Musically, Sundots leaned into their strengths: clean, melodic guitar work, steady rhythmic pacing, and choruses that landed with clarity. There was no sense of overreach. They let the songs carry, and the audience met them there. The set moved with intention, balancing brighter, up-tempo stretches with more reflective passages without losing the crowd’s attention.
What stood out wasn’t a single peak, but the consistency of engagement. In a venue that size, early sets often feel transitional, but Sundots bypassed that entirely. By the time their set closed, what they built didn’t feel like a prelude. It felt like an experience that set the tone for the night.

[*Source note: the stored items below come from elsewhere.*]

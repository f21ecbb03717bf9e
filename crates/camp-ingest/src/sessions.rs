//! Session file reader.
//!
//! The session file is a JSON array of records as written by the scraper or
//! by hand. Field spellings vary between sources, so each record is read
//! leniently and then converted into a [`RawSession`]. Records that cannot be
//! understood are reported as [`Warning::MalformedRecord`] and skipped.

use std::fs;
use std::path::Path;

use camp_core::{RawSession, Warning, WarningSink};
use chrono::NaiveDate;
use serde::Deserialize;
use serde_json::Value;

use crate::error::{FieldError, IngestError};
use crate::text::{
    expand_days, parse_age_text, parse_clock, parse_clock_range, parse_date, unix_to_local_date,
};

/// Days given either as a list of tokens or as a single text such as `Mon-Fri`.
#[derive(Debug, Deserialize)]
#[serde(untagged)]
enum DaysField {
    List(Vec<String>),
    Text(String),
}

impl Default for DaysField {
    fn default() -> Self {
        Self::List(Vec::new())
    }
}

/// One session record with every accepted field spelling.
#[derive(Debug, Deserialize)]
#[serde(rename_all = "camelCase")]
struct SessionRecord {
    #[serde(default, alias = "activity")]
    title: String,
    start_date: Option<String>,
    end_date: Option<String>,
    start_date_unix: Option<i64>,
    end_date_unix: Option<i64>,
    #[serde(default)]
    days: DaysField,
    #[serde(alias = "startMinute")]
    start_minutes: Option<u32>,
    #[serde(alias = "endMinute")]
    end_minutes: Option<u32>,
    start_time: Option<String>,
    end_time: Option<String>,
    /// A combined range such as `9:00 AM - 12:00 PM`.
    time: Option<String>,
    min_age: Option<u32>,
    max_age: Option<u32>,
    ages: Option<String>,
    #[serde(default)]
    availability: String,
    #[serde(default, alias = "url")]
    page_url: String,
}

fn non_blank(text: Option<&String>) -> Option<&str> {
    text.map(|t| t.trim()).filter(|t| !t.is_empty())
}

impl SessionRecord {
    fn dates(&self) -> Result<(NaiveDate, NaiveDate), FieldError> {
        let start = match (non_blank(self.start_date.as_ref()), self.start_date_unix) {
            (Some(text), _) => parse_date(text)?,
            (None, Some(seconds)) => unix_to_local_date(seconds)?,
            (None, None) => return Err(FieldError::Missing("start date")),
        };
        let end = match (non_blank(self.end_date.as_ref()), self.end_date_unix) {
            (Some(text), _) => parse_date(text)?,
            (None, Some(seconds)) => unix_to_local_date(seconds)?,
            (None, None) => start,
        };
        Ok((start, end))
    }

    fn clock(&self) -> Result<(u32, u32), FieldError> {
        if self.start_minutes.is_none() && self.end_minutes.is_none() {
            if let Some(range) = non_blank(self.time.as_ref()) {
                return parse_clock_range(range);
            }
        }

        let start = match (self.start_minutes, non_blank(self.start_time.as_ref())) {
            (Some(minute), _) => minute,
            (None, Some(text)) => parse_clock(text)?,
            (None, None) => 0,
        };
        let end = match (self.end_minutes, non_blank(self.end_time.as_ref())) {
            (Some(minute), _) => minute,
            // A window ending at midnight runs to the end of the day.
            (None, Some(text)) => match parse_clock(text)? {
                0 if start > 0 => camp_core::MINUTES_PER_DAY,
                end => end,
            },
            (None, None) => 0,
        };
        Ok((start, end))
    }

    fn into_raw(self) -> Result<RawSession, FieldError> {
        let (start_date, end_date) = self.dates()?;
        let (start_minute, end_minute) = self.clock()?;

        let (text_min, text_max) = non_blank(self.ages.as_ref()).map_or((None, None), parse_age_text);
        let days = match &self.days {
            DaysField::List(tokens) => expand_days(tokens),
            DaysField::Text(text) => expand_days(&[text]),
        };

        Ok(RawSession {
            title: self.title,
            start_date,
            end_date,
            days,
            start_minute,
            end_minute,
            min_age: self.min_age.or(text_min),
            max_age: self.max_age.or(text_max),
            availability: self.availability,
            page_url: self.page_url,
        })
    }
}

/// Converts parsed JSON into raw sessions, warning about records it cannot read.
fn records_to_sessions(records: Vec<Value>, sink: &mut impl WarningSink) -> Vec<RawSession> {
    let total = records.len();
    let mut sessions = Vec::with_capacity(total);

    for (index, value) in records.into_iter().enumerate() {
        let converted = serde_json::from_value::<SessionRecord>(value)
            .map_err(|e| e.to_string())
            .and_then(|record| record.into_raw().map_err(|e| e.to_string()));
        match converted {
            Ok(raw) => sessions.push(raw),
            Err(message) => sink.warn(Warning::MalformedRecord { index, message }),
        }
    }

    tracing::debug!(records = total, read = sessions.len(), "parsed session records");
    sessions
}

fn parse_at(path: &Path, text: &str, sink: &mut impl WarningSink) -> Result<Vec<RawSession>, IngestError> {
    let value: Value = serde_json::from_str(text).map_err(|source| IngestError::Json {
        path: path.to_path_buf(),
        source,
    })?;
    let Value::Array(records) = value else {
        return Err(IngestError::NotAnArray {
            path: path.to_path_buf(),
        });
    };
    Ok(records_to_sessions(records, sink))
}

/// Parses session records from JSON text.
pub fn parse_sessions(text: &str, sink: &mut impl WarningSink) -> Result<Vec<RawSession>, IngestError> {
    parse_at(Path::new("<input>"), text, sink)
}

/// Reads a session file.
pub fn read_sessions(path: &Path, sink: &mut impl WarningSink) -> Result<Vec<RawSession>, IngestError> {
    let text = fs::read_to_string(path).map_err(|source| IngestError::Io {
        path: path.to_path_buf(),
        source,
    })?;
    let sessions = parse_at(path, &text, sink)?;
    tracing::info!(path = %path.display(), sessions = sessions.len(), "read session file");
    Ok(sessions)
}

#[cfg(test)]
mod tests {
    use super::*;
    use std::io::Write;
    use tempfile::NamedTempFile;

    fn date(month: u32, day: u32) -> NaiveDate {
        NaiveDate::from_ymd_opt(2025, month, day).unwrap()
    }

    #[test]
    fn test_reads_canonical_record() {
        let json = r#"[{
            "title": "Clay Creations",
            "startDate": "2025-07-07",
            "endDate": "2025-07-11",
            "days": ["Mon", "Tue", "Wed", "Thu", "Fri"],
            "startMinutes": 540,
            "endMinutes": 720,
            "minAge": 6,
            "maxAge": 12,
            "availability": "Available",
            "pageUrl": "https://example.test/clay"
        }]"#;
        let mut warnings: Vec<Warning> = Vec::new();
        let sessions = parse_sessions(json, &mut warnings).unwrap();

        assert!(warnings.is_empty());
        let clay = &sessions[0];
        assert_eq!(clay.title, "Clay Creations");
        assert_eq!((clay.start_date, clay.end_date), (date(7, 7), date(7, 11)));
        assert_eq!(clay.days.len(), 5);
        assert_eq!((clay.start_minute, clay.end_minute), (540, 720));
        assert_eq!((clay.min_age, clay.max_age), (Some(6), Some(12)));
        assert_eq!(clay.page_url, "https://example.test/clay");
    }

    #[test]
    fn test_reads_alternate_spellings() {
        let json = r#"[{
            "activity": "Rocket Lab",
            "startDate": "July 14, 2025",
            "days": "Tue–Thu",
            "startTime": "1 PM",
            "endTime": "Midnight",
            "ages": "at least 7 yrs but less than 10 yrs",
            "url": "https://example.test/rocket"
        }, {
            "title": "Swim",
            "startDate": "2025-07-21",
            "endDate": "2025-07-25",
            "days": ["Mon-Wed", "Fri"],
            "time": "9:30 AM - Noon"
        }]"#;
        let sessions = parse_sessions(json, &mut Vec::<Warning>::new()).unwrap();

        let rocket = &sessions[0];
        assert_eq!(rocket.title, "Rocket Lab");
        assert_eq!(rocket.end_date, rocket.start_date);
        assert_eq!(rocket.days, ["Tue", "Wed", "Thu"]);
        assert_eq!((rocket.start_minute, rocket.end_minute), (780, 1440));
        assert_eq!((rocket.min_age, rocket.max_age), (Some(7), Some(10)));
        assert_eq!(rocket.availability, "");
        assert_eq!(rocket.page_url, "https://example.test/rocket");

        let swim = &sessions[1];
        assert_eq!(swim.days, ["Mon", "Tue", "Wed", "Fri"]);
        assert_eq!((swim.start_minute, swim.end_minute), (570, 720));
    }

    #[test]
    fn test_unix_dates_use_the_local_day() {
        let noon = date(7, 7).and_hms_opt(12, 0, 0).unwrap();
        let seconds = noon
            .and_local_timezone(chrono::Local)
            .single()
            .unwrap()
            .timestamp();
        let json = format!(r#"[{{"title": "Clay", "startDateUnix": {seconds}, "endDateUnix": {seconds}}}]"#);
        let sessions = parse_sessions(&json, &mut Vec::<Warning>::new()).unwrap();
        assert_eq!(sessions[0].start_date, date(7, 7));
    }

    #[test]
    fn test_malformed_records_are_skipped_with_warnings() {
        let json = r#"[
            {"title": "No dates"},
            {"title": "Bad clock", "startDate": "2025-07-07", "startTime": "sometime"},
            {"title": "Wrong type", "startDate": 20250707},
            {"title": "Fine", "startDate": "2025-07-07"},
            "not an object"
        ]"#;
        let mut warnings: Vec<Warning> = Vec::new();
        let sessions = parse_sessions(json, &mut warnings).unwrap();

        assert_eq!(sessions.len(), 1);
        assert_eq!(sessions[0].title, "Fine");
        let indices: Vec<_> = warnings
            .iter()
            .map(|w| match w {
                Warning::MalformedRecord { index, .. } => *index,
                other => panic!("unexpected warning {other:?}"),
            })
            .collect();
        assert_eq!(indices, [0, 1, 2, 4]);
    }

    #[test]
    fn test_missing_title_is_left_for_normalisation() {
        let sessions =
            parse_sessions(r#"[{"startDate": "2025-07-07"}]"#, &mut Vec::<Warning>::new()).unwrap();
        assert_eq!(sessions[0].title, "");
    }

    #[test]
    fn test_non_array_is_fatal() {
        let err = parse_sessions(r#"{"title": "Clay"}"#, &mut Vec::<Warning>::new()).unwrap_err();
        assert!(matches!(err, IngestError::NotAnArray { .. }));

        let err = parse_sessions("[{", &mut Vec::<Warning>::new()).unwrap_err();
        assert!(matches!(err, IngestError::Json { .. }));
    }

    #[test]
    fn test_reads_from_file_and_reports_missing_file() {
        let mut file = NamedTempFile::new().unwrap();
        write!(file, r#"[{{"title": "Clay", "startDate": "2025-07-07"}}]"#).unwrap();
        let sessions = read_sessions(file.path(), &mut Vec::<Warning>::new()).unwrap();
        assert_eq!(sessions.len(), 1);

        let dir = tempfile::tempdir().unwrap();
        let err = read_sessions(&dir.path().join("missing.json"), &mut Vec::<Warning>::new())
            .unwrap_err();
        assert!(matches!(err, IngestError::Io { .. }));
        assert!(err.to_string().contains("missing.json"));
    }
}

For an opening slot, it was a performance defined less by introduction and more by affirmation: the band knows its audience, and on this night, that audience gave just as much back.
That momentum carried straight into Panchiko’s set, which held a sense of full-circle significance. A band whose origins trace back to an internet rediscovery, with early recordings resurfacing online years after their initial release, now stood in front of a packed room.

They opened with “Stabilisers for Big Boys,” immediately establishing an immersive tone that held steady throughout the set. The pacing felt intentional and assured, drawing the audience inward and keeping them there.
“Ginkgo” stood out for its textured build and emotional clarity, resonating with a crowd that remained fully locked in. The connection continued into “Gwen Everest,” which added lift while maintaining the performance’s cohesive atmosphere.
When “D>E>A>T>H>M>E>T>A>L” arrived, it landed as a true culmination, recognizable, impactful, and fully aligned with the energy in the room. The response was immediate and unified, reflecting both the song’s legacy and the band’s continued evolution.

Throughout the set, Panchiko demonstrated a refined understanding of how to translate their story into a live setting. What once lived in obscurity has taken on a fully realized form, and in a packed House of Blues, that trajectory felt complete, artist and audience meeting at exactly the right moment.
By the end of the night, what stood out wasn’t just the performances, but the consistency of connection in the room. From Sundots’ opening moments to Panchiko’s final notes, the energy never reset or dipped. It carried, built, and held. The result was a room that stayed fully engaged from start to finish, a rare kind of alignment that gave the entire show its weight.